Monday, February 21, 2011

Basketball effect on bone morphology

A cam deformity is an excess of bone along the upper surface of the femoral head.  It's unclear how this may affect height.

Growth Plate Alteration Precedes Cam-type Deformity in Elite Basketball Players.

"Vigorous sporting activity during the growth years is associated with an increased risk of having a cam-type deformity develop. The underlying cause of this osseous deformity is unclear. One may speculate whether this is caused by reactive bone apposition in the region of the anterosuperior head-neck junction or whether sports activity alters the shape of and growth in the growth plate. If the latter is true, then one would expect athletes to show an abnormal shape of the capital growth plate (specifically, the epiphyseal extension) before and/or after physeal closure.
We therefore raised three questions: (1) Do adolescent basketball players show abnormal epiphyseal extension? (2) Does the epiphyseal extension differ before and after physeal closure? (3) Is abnormal epiphyseal extension associated with high alpha angles?
We performed a case-control comparative analysis of young (age range, 9-22 years) male elite basketball athletes with age-matched nonathletes, substratified by whether they had open or closed physes. We measured epiphyseal extension on radial-sequence MRI cuts throughout the cranial hemisphere from 9 o'clock (posterior) to 3 o'clock (anterior). Epiphyseal extension was correlated to alpha angle measurements at the same points.
Epiphyseal extension was increased in all positions in the athletes compared with the control group. On average, athletes showed epiphyseal extension of 0.67 to 0.83 versus 0.53 to 0.71 in control subjects. In the control group epiphyseal extension was increased at all measurement points in hips after physeal closure compared with before physeal closure. In contrast, the subgroup of athletes with a closed growth plate only had increased epiphyseal extension at the 3 o'clock position compared with the athletes with a closed growth plate (0.64-0.70). We observed a correlation between an alpha angle greater than 55° and greater epiphyseal extension in the anterosuperior femoral head quadrant: the corresponding Spearman r values were 0.387 (all hips) and 0.285 (alpha angle > 55°) for the aggregate anterosuperior quadrant.
A cam-type abnormality in athletes is a consequence of an alteration of the growth plate rather than reactive bone formation. High-level sports activity during growth may be a new and distinct risk factor for a cam-type deformity."

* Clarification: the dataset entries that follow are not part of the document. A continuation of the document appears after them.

//! Typed entities behind the two website forms.
//!
//! Raw form payloads arrive as flat string mappings; absent fields
//! deserialize to empty strings so every rule can report against them.

use chrono::NaiveDate;
use serde::Deserialize;

use super::validate::{RuleSet, ValidationError};

/// Raw contact form payload.
#[derive(Debug, Clone, Default, Deserialize)]
#[serde(default)]
pub struct ContactForm {
    pub name: String,
    pub email: String,
    pub phone: String,
    pub subject: String,
    pub message: String,
}

/// A validated visitor inquiry.
#[derive(Debug, Clone, PartialEq, Eq)]
pub struct Inquiry {
    pub name: String,
    pub email: String,
    /// Preserved exactly as typed; only the digit projection was validated.
    pub phone: String,
    pub subject: String,
    pub message: String,
}

impl Inquiry {
    /// Validate a raw submission, reporting every failing field at once.
    pub fn parse(form: ContactForm) -> Result<Self, ValidationError> {
        let mut rules = RuleSet::new();
        rules
            .min_len("name", &form.name, 2, "Name must be at least 2 characters")
            .email("email", &form.email, "Please enter a valid email address")
            .usa_phone("phone", &form.phone)
            .min_len("subject", &form.subject, 2, "Subject is required")
            .min_len(
                "message",
                &form.message,
                10,
                "Message must be at least 10 characters",
            );
        rules.finish()?;

        Ok(Self {
            name: form.name,
            email: form.email,
            phone: form.phone,
            subject: form.subject,
            message: form.message,
        })
    }
}

/// Raw enrollment form payload.
#[derive(Debug, Clone, Default, Deserialize)]
#[serde(default, rename_all = "camelCase")]
pub struct EnrollmentForm {
    pub parent_name: String,
    pub email: String,
    pub phone: String,
    pub child_name: String,
    pub child_dob: String,
    pub program: String,
    pub schedule: String,
    pub start_date: String,
    pub message: String,
}

/// A validated enrollment request.
#[derive(Debug, Clone, PartialEq, Eq)]
pub struct EnrollmentRequest {
    pub parent_name: String,
    pub email: String,
    pub phone: String,
    pub child_name: String,
    pub child_dob: String,
    pub program: Program,
    pub schedule: Schedule,
    pub start_date: String,
    /// Optional free text; empty means absent.
    pub message: String,
}

impl EnrollmentRequest {
    pub fn parse(form: EnrollmentForm) -> Result<Self, ValidationError> {
        let mut rules = RuleSet::new();
        rules
            .min_len("parentName", &form.parent_name, 2, "Parent name is required")
            .email("email", &form.email, "Please enter a valid email address")
            .usa_phone("phone", &form.phone)
            .min_len("childName", &form.child_name, 2, "Child's name is required")
            .min_len(
                "childDob",
                &form.child_dob,
                2,
                "Child's date of birth is required",
            )
            .min_len("program", &form.program, 2, "Please select a program")
            .min_len("schedule", &form.schedule, 2, "Please select a schedule")
            .min_len("startDate", &form.start_date, 2, "Start date is required");
        rules.finish()?;

        Ok(Self {
            parent_name: form.parent_name,
            email: form.email,
            phone: form.phone,
            child_name: form.child_name,
            child_dob: form.child_dob,
            program: Program::from_code(&form.program),
            schedule: Schedule::from_code(&form.schedule),
            start_date: form.start_date,
            message: form.message,
        })
    }
}

/// Care programs offered by the daycare. Unrecognized codes map to a
/// fallback label rather than failing validation.
#[derive(Debug, Clone, Copy, PartialEq, Eq)]
pub enum Program {
    Infants,
    Toddlers,
    Preschool,
    Mixed,
    Unknown,
}

impl Program {
    pub fn from_code(code: &str) -> Self {
        match code.trim().to_ascii_lowercase().as_str() {
            "infants" => Self::Infants,
            "toddlers" => Self::Toddlers,
            "preschool" => Self::Preschool,
            "mixed" => Self::Mixed,
            _ => Self::Unknown,
        }
    }

    pub const fn label(self) -> &'static str {
        match self {
            Self::Infants => "Infant Care (6 months - 18 months)",
            Self::Toddlers => "Toddler Care (18 months - 3 years)",
            Self::Preschool => "Preschooler Care (3 - 6 years)",
            Self::Mixed => "Multiple Age Groups (for siblings)",
            Self::Unknown => "Unknown Program",
        }
    }
}

/// Weekly attendance options, with the same fallback policy as [`Program`].
#[derive(Debug, Clone, Copy, PartialEq, Eq)]
pub enum Schedule {
    FullTime,
    PartTime,
    Saturday,
    Unknown,
}

impl Schedule {
    pub fn from_code(code: &str) -> Self {
        match code.trim().to_ascii_lowercase().as_str() {
            "fulltime" | "full-time" => Self::FullTime,
            "parttime" | "part-time" => Self::PartTime,
            "saturday" => Self::Saturday,
            _ => Self::Unknown,
        }
    }

    pub const fn label(self) -> &'static str {
        match self {
            Self::FullTime => "Full-time (Monday-Friday)",
            Self::PartTime => "Part-time (Select days)",
            Self::Saturday => "Saturday care",
            Self::Unknown => "Unknown Schedule",
        }
    }
}

/// Render a form-supplied `YYYY-MM-DD` date as "Month D, YYYY" (US
/// convention). Unparseable input is shown verbatim rather than rejected.
pub fn long_date(raw: &str) -> String {
    NaiveDate::parse_from_str(raw.trim(), "%Y-%m-%d")
        .map(|date| date.format("%B %-d, %Y").to_string())
        .unwrap_or_else(|_| raw.trim().to_string())
}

"an increased incidence of the tilt deformity in adolescents [occurs] with compulsory sporting activity when compared with adolescents without compulsory sporting activity (24% versus 9%). "

"Increased extension of the physeal cartilage onto the metaphysis has been associated with abnormal growth of the femoral head in Perthes disease"

"(A) A radial-sequence MR image of the hip of a 20-year-old basketball player taken at the 2 o’clock position is shown. (B) The diameter (d) of the femoral head, through the center of the head-neck axis, and the distance from a line orthogonal to the diameter to the lateral-most extension of the epiphysis (e) is measured. The epiphyseal extension is defined as e/d. (C) The measurement of the alpha angle on this same MRI slice is shown."

"Athletes had greater epiphyseal extension than control subjects at all positions"

"When comparing subgroups, there was a marked increase in epiphyseal extension in athletes with open physes compared with control subjects. After physeal closure, epiphyseal extension remained greater in athletes compared with control subjects; however, the difference between the two groups was reduced"

"although we detected an altered physeal shape in athletes, the ultimate impact on morphologic features of the proximal femur and subsequent joint function remains unclear."

"One may speculate whether this pattern represents irregular growth velocity or early focal physeal closure. Early physeal arrest has been described predominantly in the upper extremities of overhead throwing athletes"

Editor's Spotlight/Take 5: Growth Plate Alteration Precedes Cam-type Deformity in Elite Basketball Players (DOI 10.1007/s11999-012-2740-6)

"An increased prevalence for cam-type morphologic features in adolescents is not unique for basketball players. It has been described for various kinds of sports including soccer, ice hockey, running, and other activities. High-impact activities of various kinds seem to affect the developing proximal femur. I would be very surprised if intensity level does not also play an important role. I believe it is likely a combination of impact and intensity that are responsible for the changes. The most important issue to me, however, is the time over which changes to the growth plate were detected. Alteration of the physeal extension occurred between the ages of 9 and 16 years, while the growth plate was still open."